In Alto Adige la Caritas raccoglie ogni anno circa 2.500 tonnellate di indumenti usati, tessili per la casa, scarpe e borse. Capi che fanno del bene: poiché il ricavato della loro vendita permette alla Caritas di assistere le persone in difficoltà presenti sul territorio, attraverso consulenze e interventi in situazioni emergenziali. La donazione di vestiti diventa così una donazione in denaro, che va a beneficio di coloro che usufruiscono dei vari servizi della Caritas.
Gli abiti di seconda mano contribuiscono in modo significativo a preservare le risorse e a ridurre i rifiuti, prolungando la vita dei tessuti. Produrre nuovi capi d’abbigliamento significa consumare preziose materie prime naturali: diverse associazioni per la tutela dell’ambiente riportano come la sola produzione di una maglietta richieda fino a 20.000 litri di acqua potabile. Pertanto, alle giuste condizioni, il mercato di abiti di seconda mano ha ancora senso dal punto di vista ecologico.
Per la Caritas è molto importante rispettare nel processo di riciclaggio degli abiti usati raccolti, severe linee-guida ambientali e sociali. Già da anni, abbiamo stipulato un contratto etico con il Gruppo FWS-Boer, partner al quale consegniamo gli indumenti usati, con la garanzia che le attività dell’azienda non contrastino in alcun modo con i valori della Caritas. L’azienda acquirente si impegna inoltre a commercializzare gli abiti di seconda mano rispettando i severi requisiti dell’organizzazione ombrello “FairWertung” e viene regolarmente ispezionata di conseguenza.
La Caritas non è la sola organizzazione che raccoglie abiti di seconda mano: anche altre aziende private operano all’interno del mercato degli indumenti usati. Tuttavia solo con associazioni di beneficenza affidabili potete avere la certezza che la vostra “donazione di abiti” andrà a beneficio di persone svantaggiate e di cause sociali. Difronte ai diversi partner commerciali che si occupano di riciclaggio, provate a chiedervi come esso viene effettuato e quali benefici sociali o ecologici produca. Spesso i proventi delle vendite confluiscono in casse private o servono alle aziende del settore tessile come pura campagna di immagine.

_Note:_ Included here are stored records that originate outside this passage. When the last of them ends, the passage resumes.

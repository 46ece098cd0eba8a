//! Error types for audio backend.

use blocktape_spec::BackendError;
use thiserror::Error;

/// Result type for audio operations.
pub type AudioResult<T> = Result<T, AudioError>;

/// Errors that can occur during synthesis, container handling, or packaging.
#[derive(Debug, Error)]
pub enum AudioError {
    /// The synthesized buffer has no samples.
    #[error("synthesized buffer is empty")]
    EmptyArtifact,

    /// Invalid configuration or parameter value.
    #[error("invalid parameter '{name}': {message}")]
    InvalidParameter {
        /// Parameter name.
        name: String,
        /// Error message.
        message: String,
    },

    /// The bytes are not a RIFF/WAVE container this crate can read.
    #[error("invalid WAV container: {0}")]
    InvalidContainer(String),

    /// Metadata or provenance could not be serialized.
    #[error("serialization error: {0}")]
    Serialization(#[from] serde_json::Error),

    /// I/O error.
    #[error("I/O error: {0}")]
    Io(#[from] std::io::Error),
}

impl AudioError {
    /// Creates an invalid parameter error.
    pub fn invalid_param(name: impl Into<String>, message: impl Into<String>) -> Self {
        Self::InvalidParameter {
            name: name.into(),
            message: message.into(),
        }
    }
}

impl From<blocktape_spec::SpecError> for AudioError {
    fn from(err: blocktape_spec::SpecError) -> Self {
        match err {
            blocktape_spec::SpecError::JsonParse(e) => AudioError::Serialization(e),
            blocktape_spec::SpecError::Io(e) => AudioError::Io(e),
            other => AudioError::invalid_param("spec", other.to_string()),
        }
    }
}

impl BackendError for AudioError {
    fn code(&self) -> &'static str {
        match self {
            AudioError::EmptyArtifact => "AUDIO_001",
            AudioError::InvalidParameter { .. } => "AUDIO_002",
            AudioError::InvalidContainer(_) => "AUDIO_003",
            AudioError::Serialization(_) => "AUDIO_004",
            AudioError::Io(_) => "AUDIO_005",
        }
    }

    fn category(&self) -> &'static str {
        "audio"
    }
}

#[cfg(test)]
mod tests {
    use super::*;

    #[test]
    fn test_invalid_param_helper() {
        let err = AudioError::invalid_param("sample_rate", "must be 44100");
        assert!(err.to_string().contains("sample_rate"));
        assert!(err.to_string().contains("must be 44100"));
        assert_eq!(err.code(), "AUDIO_002");
    }

    #[test]
    fn test_empty_artifact_code() {
        assert_eq!(AudioError::EmptyArtifact.code(), "AUDIO_001");
        assert_eq!(AudioError::EmptyArtifact.category(), "audio");
    }
}
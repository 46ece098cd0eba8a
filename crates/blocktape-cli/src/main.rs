//! Blocktape CLI - Command-line interface for lo-fi track generation
//!
//! This binary derives parameters, renders tracks, inspects WAV files, and
//! runs streaming sessions from recorded event batches.

mod cli_args;

use clap::Parser;
use std::process::ExitCode;
use tracing::level_filters::LevelFilter;

use blocktape_cli::commands;
use blocktape_cli::commands::generate::GenerateOptions;
use blocktape_cli::commands::stream::StreamOptions;
use blocktape_cli::logging;
use cli_args::{Cli, Commands};

fn main() -> ExitCode {
    let cli = Cli::parse();
    logging::init(LevelFilter::WARN);

    let result = match cli.command {
        Commands::Derive {
            events,
            time_bucket,
            seed,
            output,
        } => commands::derive::run(&events, time_bucket, seed, output.as_deref()),
        Commands::Generate {
            events,
            out_dir,
            time_bucket,
            seed,
            preview,
            animation_base_url,
            json,
        } => commands::generate::run(
            &events,
            &GenerateOptions {
                out_dir,
                time_bucket,
                seed,
                preview,
                animation_base_url,
            },
            json,
        ),
        Commands::Inspect { input, json } => commands::inspect::run(&input, json),
        Commands::Stream {
            events,
            config,
            archive_dir,
            ticks,
            tick_ms,
            preview,
            snapshot_threshold,
        } => commands::stream::run(
            &events,
            &StreamOptions {
                config,
                archive_dir,
                ticks,
                tick_ms,
                preview,
                snapshot_threshold,
            },
        ),
    };

    match result {
        Ok(code) => code,
        Err(e) => {
            eprintln!("{}: {:#}", colored::Colorize::red("error"), e);
            ExitCode::from(1)
        }
    }
}

#[cfg(test)]
mod tests {
    use super::*;

    #[test]
    fn test_cli_parses_generate() {
        let cli = Cli::try_parse_from([
            "blocktape",
            "generate",
            "--events",
            "batch.json",
            "--time-bucket",
            "42",
            "--preview",
            "5",
            "--json",
        ])
        .unwrap();
        match cli.command {
            Commands::Generate {
                events,
                out_dir,
                time_bucket,
                preview,
                json,
                ..
            } => {
                assert_eq!(events, "batch.json");
                assert!(out_dir.is_none());
                assert_eq!(time_bucket, Some(42));
                assert_eq!(preview, Some(5.0));
                assert!(json);
            }
            _ => panic!("expected generate command"),
        }
    }

    #[test]
    fn test_cli_parses_stream() {
        let cli = Cli::try_parse_from([
            "blocktape",
            "stream",
            "-e",
            "replay.json",
            "--ticks",
            "3",
            "--archive-dir",
            "out",
        ])
        .unwrap();
        match cli.command {
            Commands::Stream {
                events,
                ticks,
                archive_dir,
                config,
                ..
            } => {
                assert_eq!(events, "replay.json");
                assert_eq!(ticks, Some(3));
                assert_eq!(archive_dir.as_deref(), Some("out"));
                assert!(config.is_none());
            }
            _ => panic!("expected stream command"),
        }
    }

    #[test]
    fn test_cli_parses_inspect() {
        let cli = Cli::try_parse_from(["blocktape", "inspect", "-i", "track.wav"]).unwrap();
        assert!(matches!(
            cli.command,
            Commands::Inspect { ref input, json: false } if input == "track.wav"
        ));
    }

    #[test]
    fn test_cli_requires_events() {
        assert!(Cli::try_parse_from(["blocktape", "derive"]).is_err());
    }
}
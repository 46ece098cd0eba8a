//! Sustained chord pad, one chord per bar.

use blocktape_spec::theory::note_freq;

use super::{Arrangement, FrameClock};
use crate::envelope::Adsr;
use crate::oscillator::{additive, triangle};

const PAD: Adsr = Adsr::new(0.08, 0.6, 0.7, 0.35);

/// Slight per-note detune in cents, cycled over the voicing.
const DETUNE_CENTS: [f64; 4] = [0.0, 3.0, -4.0, 2.0];

/// Stacked chord tones with soft electric-piano partials.
///
/// Extensions (9th, 11th) are voiced when extended chords are enabled.
/// The previous bar's chord keeps sounding through its release.
pub fn chords(arr: &Arrangement, clock: &FrameClock) -> f64 {
    let bar_seconds = arr.beats_per_bar * arr.seconds_per_beat;
    let bar = arr.bar_at(clock.beat);
    let mut out = 0.0;

    for b in [bar.checked_sub(1), Some(bar)].into_iter().flatten() {
        let onset = b as f64 * bar_seconds;
        let dt = clock.t - onset;
        // Gate closes a little early so releases overlap the next chord.
        let level = PAD.level(dt, bar_seconds * 0.92);
        if level <= 0.0 {
            continue;
        }
        let chord = arr.chord_at(b as f64 * arr.beats_per_bar);
        let tones = chord.tones(arr.extended_chords);
        let mut stack = 0.0;
        for (i, &interval) in tones.iter().enumerate() {
            let cents = DETUNE_CENTS[i % DETUNE_CENTS.len()];
            let freq = note_freq(chord.root, arr.registers.chords, interval)
                * 2f64.powf(cents / 1200.0);
            let phase = freq * clock.t;
            stack += 0.8 * additive(phase, &[0.3, 0.1]) + 0.2 * triangle(phase);
        }
        out += level * stack / (tones.len() as f64).sqrt();
    }

    out
}

#[cfg(test)]
mod tests {
    use super::*;
    use crate::test_support::params;

    fn energy(arr: &Arrangement, from: u64, to: u64) -> f64 {
        (from..to)
            .map(|i| {
                chords(arr, &FrameClock::new(i, 44_100, arr.seconds_per_beat)).powi(2)
            })
            .sum()
    }

    #[test]
    fn test_chords_are_finite() {
        let arr = Arrangement::from_params(&params());
        for i in (0..44_100u64 * 6).step_by(11) {
            let v = chords(&arr, &FrameClock::new(i, 44_100, arr.seconds_per_beat));
            assert!(v.is_finite());
            assert!(v.abs() < 4.0);
        }
    }

    #[test]
    fn test_extensions_change_voicing() {
        let mut p = params();
        p.features.extended_chords = false;
        let plain = Arrangement::from_params(&p);
        p.features.extended_chords = true;
        let extended = Arrangement::from_params(&p);

        let a = energy(&plain, 10_000, 12_000);
        let b = energy(&extended, 10_000, 12_000);
        assert!(a > 0.0 && b > 0.0);
        assert_ne!(a, b);
    }
}
//! Streaming session state shared between the session manager and its readers.
//!
//! The manager owns the only mutable [`StreamingSession`]; readers receive
//! clones.

use serde::{Deserialize, Serialize};

use crate::event::SourceEvent;

/// Lifecycle state of a session manager.
#[derive(Debug, Clone, Copy, PartialEq, Eq, Hash, Serialize, Deserialize)]
#[serde(rename_all = "snake_case")]
pub enum SessionState {
    Idle,
    Starting,
    Active,
    /// Active, with a track generation in flight.
    Generating,
    Stopping,
    Stopped,
}

impl SessionState {
    /// True for states in which the session is streaming.
    pub fn is_streaming(self) -> bool {
        matches!(self, SessionState::Active | SessionState::Generating)
    }

    /// Returns the state name as a string.
    pub fn as_str(self) -> &'static str {
        match self {
            SessionState::Idle => "idle",
            SessionState::Starting => "starting",
            SessionState::Active => "active",
            SessionState::Generating => "generating",
            SessionState::Stopping => "stopping",
            SessionState::Stopped => "stopped",
        }
    }
}

impl std::fmt::Display for SessionState {
    fn fmt(&self, f: &mut std::fmt::Formatter<'_>) -> std::fmt::Result {
        f.write_str(self.as_str())
    }
}

/// Descriptor of the track currently playing.
#[derive(Debug, Clone, PartialEq, Serialize, Deserialize)]
pub struct CurrentTrack {
    /// Id of the generated track.
    pub music_id: String,
    /// When playback began (unix ms).
    pub start_time_ms: u64,
    /// Declared duration in seconds.
    pub duration_seconds: f64,
    pub source_event: SourceEvent,
}

impl CurrentTrack {
    /// Fraction of the declared duration played at `now_ms` (not clamped).
    pub fn progress(&self, now_ms: u64) -> f64 {
        if self.duration_seconds <= 0.0 {
            return 1.0;
        }
        let elapsed = now_ms.saturating_sub(self.start_time_ms) as f64 / 1000.0;
        elapsed / self.duration_seconds
    }
}

/// Running statistics for a session.
#[derive(Debug, Clone, Copy, PartialEq, Default, Serialize, Deserialize)]
pub struct SessionStats {
    pub listeners: u32,
    pub peak_listeners: u32,
    pub tracks_played: u64,
    /// Sum of declared durations of all played tracks, in seconds.
    pub total_duration_seconds: f64,
}

/// Mutable state of one streaming session.
#[derive(Debug, Clone, PartialEq, Serialize, Deserialize)]
pub struct StreamingSession {
    pub id: String,
    pub start_time_ms: u64,
    #[serde(default, skip_serializing_if = "Option::is_none")]
    pub end_time_ms: Option<u64>,
    pub is_active: bool,
    #[serde(default, skip_serializing_if = "Option::is_none")]
    pub current_track: Option<CurrentTrack>,
    pub stats: SessionStats,
    /// Receipt ids of snapshots created during the session.
    pub snapshots: Vec<String>,
}

impl StreamingSession {
    /// Creates an active session with empty statistics.
    pub fn new(id: impl Into<String>, start_time_ms: u64) -> Self {
        Self {
            id: id.into(),
            start_time_ms,
            end_time_ms: None,
            is_active: true,
            current_track: None,
            stats: SessionStats::default(),
            snapshots: Vec::new(),
        }
    }

    /// Wall-clock session length at `now_ms` (or at the end time if stopped).
    pub fn elapsed_seconds(&self, now_ms: u64) -> f64 {
        let end = self.end_time_ms.unwrap_or(now_ms);
        end.saturating_sub(self.start_time_ms) as f64 / 1000.0
    }
}

/// Receipt returned by the archival collaborator.
#[derive(Debug, Clone, PartialEq, Eq, Serialize, Deserialize)]
pub struct SnapshotReceipt {
    pub id: String,
    pub location_uri: String,
    pub transaction_ref: String,
}
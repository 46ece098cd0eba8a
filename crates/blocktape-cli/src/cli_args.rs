//! CLI argument definitions for the `blocktape` command-line interface.

use clap::{Parser, Subcommand};

/// Blocktape - procedural lo-fi tracks from source event activity
#[derive(Parser)]
#[command(name = "blocktape")]
#[command(author, version, about, long_about = None)]
#[command(propagate_version = true)]
pub(crate) struct Cli {
    #[command(subcommand)]
    pub command: Commands,
}

#[derive(Subcommand)]
pub(crate) enum Commands {
    /// Derive music parameters from an event batch and print them as JSON
    Derive {
        /// Path to the event batch (JSON)
        #[arg(short, long)]
        events: String,

        /// Pin the time bucket instead of using the current one
        #[arg(long)]
        time_bucket: Option<u64>,

        /// Seed for the randomized fields (swing jitter)
        #[arg(long)]
        seed: Option<u64>,

        /// Output file path (default: stdout)
        #[arg(short, long)]
        output: Option<String>,
    },

    /// Generate a track (WAV plus metadata JSON) from an event batch
    Generate {
        /// Path to the event batch (JSON)
        #[arg(short, long)]
        events: String,

        /// Output directory (default: current directory)
        #[arg(short, long)]
        out_dir: Option<String>,

        /// Pin the time bucket instead of using the current one
        #[arg(long)]
        time_bucket: Option<u64>,

        /// Seed for the randomized fields (swing jitter)
        #[arg(long)]
        seed: Option<u64>,

        /// Render only the first N seconds
        #[arg(long)]
        preview: Option<f64>,

        /// Base URL for the metadata animation_url field
        #[arg(long)]
        animation_base_url: Option<String>,

        /// Output machine-readable JSON (no colored output)
        #[arg(long)]
        json: bool,
    },

    /// Parse a WAV file header and print its format and PCM hash
    Inspect {
        /// Path to the WAV file
        #[arg(short, long)]
        input: String,

        /// Output machine-readable JSON (no colored output)
        #[arg(long)]
        json: bool,
    },

    /// Run a streaming session over a replay file of event batches
    Stream {
        /// Path to the replay file (JSON list of batches, or one batch)
        #[arg(short, long)]
        events: String,

        /// Session configuration file (JSON)
        #[arg(short, long)]
        config: Option<String>,

        /// Directory receiving snapshots
        #[arg(long)]
        archive_dir: Option<String>,

        /// Stop after N ticks (default: run until Ctrl+C)
        #[arg(long)]
        ticks: Option<u64>,

        /// Tick interval in milliseconds
        #[arg(long)]
        tick_ms: Option<u64>,

        /// Render only the first N seconds of each track
        #[arg(long)]
        preview: Option<f64>,

        /// Average batch cost above which the playing track is snapshotted
        #[arg(long)]
        snapshot_threshold: Option<f64>,
    },
}
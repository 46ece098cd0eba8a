//! Error types for parameter derivation.

use blocktape_spec::{BackendError, ValidationResult};
use thiserror::Error;

/// Result type for derivation operations.
pub type DeriveResult<T> = Result<T, DeriveError>;

/// Errors that can occur while deriving music parameters.
#[derive(Debug, Error)]
pub enum DeriveError {
    /// The event batch was empty or malformed.
    #[error("invalid input: {0}")]
    InvalidInput(String),

    /// The derivation configuration is inconsistent.
    #[error("invalid configuration '{field}': {message}")]
    InvalidConfig {
        /// Offending field.
        field: &'static str,
        /// Error message.
        message: String,
    },
}

impl DeriveError {
    /// Creates an invalid input error from a failed batch validation.
    pub fn from_validation(result: &ValidationResult) -> Self {
        Self::InvalidInput(result.summary())
    }

    /// Creates an invalid configuration error.
    pub fn invalid_config(field: &'static str, message: impl Into<String>) -> Self {
        Self::InvalidConfig {
            field,
            message: message.into(),
        }
    }
}

impl BackendError for DeriveError {
    fn code(&self) -> &'static str {
        match self {
            DeriveError::InvalidInput(_) => "MUSIC_001",
            DeriveError::InvalidConfig { .. } => "MUSIC_002",
        }
    }

    fn category(&self) -> &'static str {
        "music"
    }
}
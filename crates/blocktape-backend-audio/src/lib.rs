//! Blocktape Audio Backend
//!
//! This crate renders [`MusicParameters`](blocktape_spec::MusicParameters)
//! to 16-bit stereo PCM at 44.1 kHz and packages the result as a
//! [`GeneratedTrack`](blocktape_spec::GeneratedTrack).
//!
//! # Overview
//!
//! Every output frame is computed independently from the frame clock:
//!
//! - **Drums** - pitch-swept kick, tonal-plus-noise snare, short hi-hat
//! - **Bass** - sub-oscillator and harmonics on the chord roots, with ghost notes
//! - **Chords** - a pad voicing each bar's chord, with optional extensions
//! - **Melody** - a looped line with rests, vibrato, and slow pitch bend
//! - **Texture** - vinyl crackle and hiss
//!
//! The voices are summed with different left and right weights, then run
//! through a mastering chain (lowpass, bitcrush, reverb approximation, echo,
//! two saturation stages, compressor, wow and flutter) before clipping.
//!
//! # Determinism
//!
//! Rendering is deterministic: the same parameters produce the same PCM.
//! Noise is a stateless hash of (seed, frame); the crackle schedule uses
//! PCG32 seeded from the track seed through BLAKE3.
//!
//! # Example
//!
//! ```ignore
//! use blocktape_backend_audio::{package, SynthConfig, Synthesizer};
//!
//! let synth = Synthesizer::new(SynthConfig::preview(10.0))?;
//! let buffer = synth.synthesize(&params)?;
//! let track = package(&events, &params, buffer, now_ms)?;
//! std::fs::write("track.wav", &track.wav_data)?;
//! ```
//!
//! # Crate Structure
//!
//! - [`synth`]: Per-frame renderer
//! - [`voices`]: Voice generators and the resolved arrangement
//! - [`mixer`]: Stereo voice summing
//! - [`effects`]: Mastering chain
//! - [`envelope`] / [`oscillator`]: Building blocks
//! - [`rng`]: Deterministic randomness
//! - [`wav`]: RIFF/WAVE writing and parsing
//! - [`package`]: Track id, metadata, and provenance

pub mod config;
pub mod effects;
pub mod envelope;
pub mod error;
pub mod mixer;
pub mod oscillator;
pub mod package;
pub mod rng;
pub mod synth;
pub mod voices;
pub mod wav;

pub use config::SynthConfig;
pub use error::{AudioError, AudioResult};
pub use package::{package, track_id, PackageOptions, Packager};
pub use synth::{synthesize, Synthesizer};
pub use wav::{parse_wav_header, WavInfo};

/// Crate version for backend identification.
pub const VERSION: &str = env!("CARGO_PKG_VERSION");

/// Backend identifier.
pub const BACKEND_ID: &str = "blocktape-backend-audio";

#[cfg(test)]
pub(crate) mod test_support {
    use blocktape_spec::{
        FeatureFlags, MusicParameters, PitchClass, RhythmPatterns, ScaleMode, SectionLengths,
        TimeSignature,
    };

    /// A fixed, hand-written parameter set.
    pub fn params() -> MusicParameters {
        MusicParameters {
            genre: "lofi".to_string(),
            tempo: 80.0,
            time_signature: TimeSignature::FOUR_FOUR,
            swing: 0.1,
            key: PitchClass::A,
            scale: ScaleMode::Dorian,
            chord_progression: vec!["Am9".to_string(), "D9".to_string()],
            melody_pattern: vec![1, 3, 0, 5],
            note_durations: vec![1.0],
            octave_range: (1, 3),
            patterns: RhythmPatterns::standard(),
            volume: 0.7,
            reverb: 0.4,
            delay: 0.2,
            distortion: 0.1,
            filter_cutoff: 0.5,
            sections: SectionLengths::default(),
            features: FeatureFlags::default(),
            time_bucket: 0,
            seed: "lofi_00000000_0_abcdef".to_string(),
        }
    }
}
//! Entropy selection shared by the one-shot commands.

use blocktape_backend_music::{EntropySource, FixedEntropy, SystemEntropy};

/// System entropy, or a fixed PCG32 stream when `seed` is given.
///
/// The clock always comes from the system; pin `--time-bucket` as well for
/// fully reproducible output.
pub(crate) fn select(seed: Option<u64>) -> Box<dyn EntropySource> {
    let system = SystemEntropy::new();
    match seed {
        Some(seed) => Box::new(FixedEntropy::new(system.now_ms(), seed)),
        None => Box::new(system),
    }
}
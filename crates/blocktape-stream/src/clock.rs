//! Manually advanced clock for deterministic sessions.

use std::sync::atomic::{AtomicU64, Ordering};
use std::sync::Mutex;

use blocktape_backend_music::EntropySource;
use rand::{Rng, SeedableRng};
use rand_pcg::Pcg32;

/// [`EntropySource`] whose time only moves when told to.
#[derive(Debug)]
pub struct ManualClock {
    now_ms: AtomicU64,
    rng: Mutex<Pcg32>,
}

impl ManualClock {
    pub fn new(start_ms: u64, seed: u64) -> Self {
        Self {
            now_ms: AtomicU64::new(start_ms),
            rng: Mutex::new(Pcg32::seed_from_u64(seed)),
        }
    }

    /// Moves time forward by `ms`.
    pub fn advance(&self, ms: u64) {
        self.now_ms.fetch_add(ms, Ordering::SeqCst);
    }

    pub fn set(&self, now_ms: u64) {
        self.now_ms.store(now_ms, Ordering::SeqCst);
    }
}

impl EntropySource for ManualClock {
    fn now_ms(&self) -> u64 {
        self.now_ms.load(Ordering::SeqCst)
    }

    fn random(&self) -> f64 {
        self.rng.lock().unwrap_or_else(|e| e.into_inner()).gen()
    }
}
//! Snapshot collaborator interface and local implementations.

use std::path::{Path, PathBuf};

use async_trait::async_trait;
use blocktape_spec::hash::short_hash;
use blocktape_spec::{
    GeneratedTrack, MusicParameters, Provenance, SnapshotReceipt, TrackMetadata,
};
use serde::Serialize;
use tracing::debug;

use crate::error::{StreamError, StreamResult};

/// Permanently records a generated track.
#[async_trait]
pub trait SnapshotArchiver: Send + Sync {
    async fn archive(&self, track: &GeneratedTrack) -> StreamResult<SnapshotReceipt>;
}

/// Accepts every snapshot without storing anything.
#[derive(Debug, Clone, Copy, Default)]
pub struct NullArchiver;

#[async_trait]
impl SnapshotArchiver for NullArchiver {
    async fn archive(&self, track: &GeneratedTrack) -> StreamResult<SnapshotReceipt> {
        Ok(SnapshotReceipt {
            id: track.id.clone(),
            location_uri: format!("null://{}", track.id),
            transaction_ref: String::new(),
        })
    }
}

/// Sidecar written next to each archived WAV file.
#[derive(Debug, Serialize)]
pub struct ArchiveRecord<'a> {
    pub id: &'a str,
    pub created_at_ms: u64,
    pub duration_seconds: f64,
    pub metadata: &'a TrackMetadata,
    pub provenance: &'a Provenance,
    pub params: &'a MusicParameters,
}

impl<'a> ArchiveRecord<'a> {
    pub fn new(track: &'a GeneratedTrack) -> Self {
        Self {
            id: &track.id,
            created_at_ms: track.created_at_ms,
            duration_seconds: track.duration_seconds,
            metadata: &track.metadata,
            provenance: &track.provenance,
            params: &track.params,
        }
    }
}

/// Writes `<id>.wav` and `<id>.json` into a directory.
#[derive(Debug, Clone)]
pub struct DirectoryArchiver {
    dir: PathBuf,
}

impl DirectoryArchiver {
    pub fn new(dir: impl Into<PathBuf>) -> Self {
        Self { dir: dir.into() }
    }

    pub fn dir(&self) -> &Path {
        &self.dir
    }
}

#[async_trait]
impl SnapshotArchiver for DirectoryArchiver {
    async fn archive(&self, track: &GeneratedTrack) -> StreamResult<SnapshotReceipt> {
        let archive_err = |e: std::io::Error| StreamError::Archive(format!("{}: {}", self.dir.display(), e));

        tokio::fs::create_dir_all(&self.dir).await.map_err(archive_err)?;

        let wav_path = self.dir.join(format!("{}.wav", track.id));
        let json_path = self.dir.join(format!("{}.json", track.id));
        let record = serde_json::to_vec_pretty(&ArchiveRecord::new(track))?;

        tokio::fs::write(&wav_path, &track.wav_data)
            .await
            .map_err(archive_err)?;
        tokio::fs::write(&json_path, record).await.map_err(archive_err)?;

        debug!(track_id = %track.short_id(), path = %wav_path.display(), "archived track");

        Ok(SnapshotReceipt {
            id: track.id.clone(),
            location_uri: format!("file://{}", wav_path.display()),
            transaction_ref: format!("local:{}", short_hash(&track.provenance.pcm_hash, 16)),
        })
    }
}
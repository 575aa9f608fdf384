//! Common types for releases

use std::str::FromStr;

use crate::release::error::ReleaseError;
use crate::release::version::Version;

/// Client implementations listed in the client release feed
#[derive(Debug, Clone, Copy, PartialEq, Eq, Hash)]
pub enum ClientKind {
    /// .NET client
    Cs,
    /// C++ client
    Cpp,
    /// Python client
    Py,
    /// Node.js client
    Node,
    /// Go client
    Go,
}

impl ClientKind {
    /// Returns the short identifier used on the command line
    pub fn as_str(&self) -> &'static str {
        match self {
            ClientKind::Cs => "cs",
            ClientKind::Cpp => "cpp",
            ClientKind::Py => "py",
            ClientKind::Node => "node",
            ClientKind::Go => "go",
        }
    }

    /// Returns the name the feed uses in the section header, e.g. `======= C++ Client`
    pub fn label(&self) -> &'static str {
        match self {
            ClientKind::Cs => ".NET/CSharp",
            ClientKind::Cpp => "C++",
            ClientKind::Py => "Python",
            ClientKind::Node => "NodeJS",
            ClientKind::Go => "Go",
        }
    }
}

impl FromStr for ClientKind {
    type Err = String;

    fn from_str(s: &str) -> Result<Self, Self::Err> {
        match s {
            "cs" => Ok(ClientKind::Cs),
            "cpp" => Ok(ClientKind::Cpp),
            "py" => Ok(ClientKind::Py),
            "node" => Ok(ClientKind::Node),
            "go" => Ok(ClientKind::Go),
            _ => Err(format!(
                "unknown client kind {s:?}, expected one of cs, cpp, py, node, go"
            )),
        }
    }
}

/// Server distribution, which decides the Maven repository to download from
#[derive(Debug, Clone, Copy, PartialEq, Eq, Hash)]
pub enum ServerKind {
    OpenSource,
    Enterprise,
}

/// The scalar a matrix entry is projected to
#[derive(Debug, Clone, Copy, PartialEq, Eq, Hash, Default)]
pub enum MatrixOptionKind {
    /// Last path segment of the release tag, e.g. `v4.0.3`
    Tag,
    /// The version string verbatim
    #[default]
    Version,
}

impl FromStr for MatrixOptionKind {
    type Err = String;

    fn from_str(s: &str) -> Result<Self, Self::Err> {
        match s {
            "tag" => Ok(MatrixOptionKind::Tag),
            "version" => Ok(MatrixOptionKind::Version),
            _ => Err(format!("unknown matrix option {s:?}, expected tag or version")),
        }
    }
}

/// One published version and the reference it was tagged at
#[derive(Debug, Clone, PartialEq, Eq)]
pub struct Release {
    version: Version,
    tag: String,
    kind: Option<ClientKind>,
}

impl Release {
    /// Creates a server release, failing if the version does not parse
    pub fn new(version: &str, tag: &str) -> Result<Self, ReleaseError> {
        Ok(Self {
            version: Version::parse(version)?,
            tag: tag.to_string(),
            kind: None,
        })
    }

    /// Creates a release of the given client
    pub fn client(kind: ClientKind, version: &str, tag: &str) -> Result<Self, ReleaseError> {
        Ok(Self {
            kind: Some(kind),
            ..Self::new(version, tag)?
        })
    }

    pub fn version(&self) -> &Version {
        &self.version
    }

    /// Usually a GitHub release URL, e.g. `https://github.com/owner/repo/releases/tag/v4.0.3`
    pub fn tag(&self) -> &str {
        &self.tag
    }

    /// Set for releases read from the client feed
    pub fn kind(&self) -> Option<ClientKind> {
        self.kind
    }

    /// Returns the final non-empty path segment of the tag, or `None` when
    /// the tag has no path (e.g. `https://github.com/`).
    ///
    /// Tags without a scheme (e.g. a bare `v4.0.3`) are treated as a path.
    /// The segment is returned as written, without percent-decoding or encoding.
    pub fn tag_name(&self) -> Option<&str> {
        let path = match self.tag.split_once("://") {
            Some((_, rest)) => rest.find(['/', '?', '#']).map_or("", |at| &rest[at..]),
            None => self.tag.as_str(),
        };
        let path = path.split(['?', '#']).next().unwrap_or_default();

        path.rsplit('/').find(|segment| !segment.is_empty())
    }
}
//! Release matrices for server and client test runs
//!
//! Reads the plain-text server and client release feeds, turns them into
//! typed [`release::Release`] values, filters them and reduces them to the
//! entries a CI matrix needs (for example the latest patch of each minor line).
//!
//! # Modules
//!
//! - [`release`]: Version and release data model, filters, reductions
//! - [`parser`]: Feed parsers and the shared fetch/parse/filter pipeline
//! - [`source`]: Fetching feed text
//! - [`artifact`]: Maven downloads of server jars
//! - [`launcher`]: Starting the remote controller
//! - [`readiness`]: Waiting for the remote controller port
//! - [`config`]: Constants and user configuration
//! - [`logging`]: Tracing subscriber setup

pub mod artifact;
pub mod config;
pub mod launcher;
pub mod logging;
pub mod parser;
pub mod readiness;
pub mod release;
pub mod source;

Il consumo di capi d’abbigliamento a livello mondiale è in costante crescita, e con esso anche le emissioni legate alle fasi di produzione. Allo stesso tempo, diminuisce però la qualità dei capi prodotti. Alla fine della catena, la montagna di vecchi abiti che non possono essere riciclati si fa sempre più grande e aumentano i rifiuti che devono essere smaltiti. Ognuno di noi, però, può adottare delle piccole contromisure: ad esempio pensando a quanti e quali nuovi vestiti acquistiamo, e a come possiamo riciclarli quando non vanno più bene – scegliendo organizzazioni affidabili oppure rivolgendosi ai luoghi di distribuzione del territorio che consegnano vestiti direttamente a chi ne ha bisogno.